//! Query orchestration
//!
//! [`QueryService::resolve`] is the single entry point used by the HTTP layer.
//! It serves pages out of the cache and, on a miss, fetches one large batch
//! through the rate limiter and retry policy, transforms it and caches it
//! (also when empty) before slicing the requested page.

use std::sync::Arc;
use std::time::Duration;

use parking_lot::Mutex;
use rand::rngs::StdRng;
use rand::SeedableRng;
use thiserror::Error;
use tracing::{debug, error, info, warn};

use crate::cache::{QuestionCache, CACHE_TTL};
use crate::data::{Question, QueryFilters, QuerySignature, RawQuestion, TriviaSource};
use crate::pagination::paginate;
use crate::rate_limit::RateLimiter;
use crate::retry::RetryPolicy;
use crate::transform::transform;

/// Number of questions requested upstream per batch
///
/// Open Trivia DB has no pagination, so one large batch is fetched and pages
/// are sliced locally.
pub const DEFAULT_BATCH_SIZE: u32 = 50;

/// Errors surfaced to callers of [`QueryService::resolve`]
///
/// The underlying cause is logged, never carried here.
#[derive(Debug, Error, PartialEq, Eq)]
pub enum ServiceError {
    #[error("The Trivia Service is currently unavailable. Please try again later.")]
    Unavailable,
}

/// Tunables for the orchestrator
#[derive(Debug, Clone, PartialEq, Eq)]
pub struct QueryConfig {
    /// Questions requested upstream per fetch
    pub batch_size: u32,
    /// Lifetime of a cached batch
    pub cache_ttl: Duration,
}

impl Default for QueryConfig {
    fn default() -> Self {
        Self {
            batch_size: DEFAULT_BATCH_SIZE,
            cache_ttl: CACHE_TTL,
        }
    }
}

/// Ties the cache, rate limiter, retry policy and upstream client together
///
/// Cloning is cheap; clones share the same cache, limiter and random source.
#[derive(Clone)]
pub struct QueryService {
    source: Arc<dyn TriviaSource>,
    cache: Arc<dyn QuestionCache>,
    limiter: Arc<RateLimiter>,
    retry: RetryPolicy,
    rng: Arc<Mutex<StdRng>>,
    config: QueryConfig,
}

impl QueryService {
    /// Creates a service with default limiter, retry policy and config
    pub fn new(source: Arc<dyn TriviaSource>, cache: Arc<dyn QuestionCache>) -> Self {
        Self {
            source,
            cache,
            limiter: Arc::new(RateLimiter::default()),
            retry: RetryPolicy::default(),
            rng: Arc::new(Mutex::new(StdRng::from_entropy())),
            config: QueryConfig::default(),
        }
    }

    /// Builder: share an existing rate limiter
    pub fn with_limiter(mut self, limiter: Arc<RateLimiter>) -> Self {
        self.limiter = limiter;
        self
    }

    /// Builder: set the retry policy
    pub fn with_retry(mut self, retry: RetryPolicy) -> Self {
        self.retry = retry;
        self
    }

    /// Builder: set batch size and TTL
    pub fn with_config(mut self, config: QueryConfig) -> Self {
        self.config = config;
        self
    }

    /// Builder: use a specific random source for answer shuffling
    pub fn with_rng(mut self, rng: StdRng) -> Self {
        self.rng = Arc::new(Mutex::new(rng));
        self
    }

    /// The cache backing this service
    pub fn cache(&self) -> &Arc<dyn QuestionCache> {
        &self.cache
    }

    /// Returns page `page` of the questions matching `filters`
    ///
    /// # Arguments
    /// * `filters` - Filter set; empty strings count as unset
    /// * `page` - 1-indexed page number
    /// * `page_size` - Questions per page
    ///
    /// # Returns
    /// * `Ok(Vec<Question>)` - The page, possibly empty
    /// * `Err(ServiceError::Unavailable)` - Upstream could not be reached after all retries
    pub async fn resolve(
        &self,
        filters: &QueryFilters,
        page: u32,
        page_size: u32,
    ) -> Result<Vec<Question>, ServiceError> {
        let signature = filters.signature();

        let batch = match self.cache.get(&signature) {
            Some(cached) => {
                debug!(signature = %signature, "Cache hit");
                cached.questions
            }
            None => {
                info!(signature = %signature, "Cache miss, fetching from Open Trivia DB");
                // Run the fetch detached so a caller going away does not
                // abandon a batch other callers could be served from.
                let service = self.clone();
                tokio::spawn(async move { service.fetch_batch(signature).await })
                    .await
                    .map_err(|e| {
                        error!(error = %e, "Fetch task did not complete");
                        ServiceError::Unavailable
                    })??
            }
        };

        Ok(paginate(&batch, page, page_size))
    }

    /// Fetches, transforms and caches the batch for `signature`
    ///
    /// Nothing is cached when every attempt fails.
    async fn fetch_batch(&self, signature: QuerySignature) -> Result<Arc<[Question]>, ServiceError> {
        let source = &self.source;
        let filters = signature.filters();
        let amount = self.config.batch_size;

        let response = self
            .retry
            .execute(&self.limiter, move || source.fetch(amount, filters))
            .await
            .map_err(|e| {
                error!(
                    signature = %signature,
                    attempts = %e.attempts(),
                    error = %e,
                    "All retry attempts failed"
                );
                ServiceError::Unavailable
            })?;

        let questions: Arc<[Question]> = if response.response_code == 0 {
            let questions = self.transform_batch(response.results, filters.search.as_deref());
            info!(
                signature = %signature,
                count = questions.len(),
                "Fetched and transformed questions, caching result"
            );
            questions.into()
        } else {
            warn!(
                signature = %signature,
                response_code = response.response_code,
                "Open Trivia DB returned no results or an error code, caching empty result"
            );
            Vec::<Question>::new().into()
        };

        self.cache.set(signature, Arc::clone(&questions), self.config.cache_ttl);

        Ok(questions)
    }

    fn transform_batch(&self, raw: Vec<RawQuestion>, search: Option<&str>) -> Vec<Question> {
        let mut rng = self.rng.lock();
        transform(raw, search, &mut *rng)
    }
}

----------

Give back the records word for word. Start at the first line, end at the line containing "impl Default for", and include both.

§ RESULT OF THIS TASK:
//! Query orchestration
//!
//! [`QueryService::resolve`] is the single entry point used by the HTTP layer.
//! It serves pages out of the cache and, on a miss, fetches one large batch
//! through the rate limiter and retry policy, transforms it and caches it
//! (also when empty) before slicing the requested page.

use std::sync::Arc;
use std::time::Duration;

use parking_lot::Mutex;
use rand::rngs::StdRng;
use rand::SeedableRng;
use thiserror::Error;
use tracing::{debug, error, info, warn};

use crate::cache::{QuestionCache, CACHE_TTL};
use crate::data::{Question, QueryFilters, QuerySignature, RawQuestion, TriviaSource};
use crate::pagination::paginate;
use crate::rate_limit::RateLimiter;
use crate::retry::RetryPolicy;
use crate::transform::transform;

/// Number of questions requested upstream per batch
///
/// Open Trivia DB has no pagination, so one large batch is fetched and pages
/// are sliced locally.
pub const DEFAULT_BATCH_SIZE: u32 = 50;

/// Errors surfaced to callers of [`QueryService::resolve`]
///
/// The underlying cause is logged, never carried here.
#[derive(Debug, Error, PartialEq, Eq)]
pub enum ServiceError {
    #[error("The Trivia Service is currently unavailable. Please try again later.")]
    Unavailable,
}

/// Tunables for the orchestrator
#[derive(Debug, Clone, PartialEq, Eq)]
pub struct QueryConfig {
    /// Questions requested upstream per fetch
    pub batch_size: u32,
    /// Lifetime of a cached batch
    pub cache_ttl: Duration,
}

impl Default for QueryConfig {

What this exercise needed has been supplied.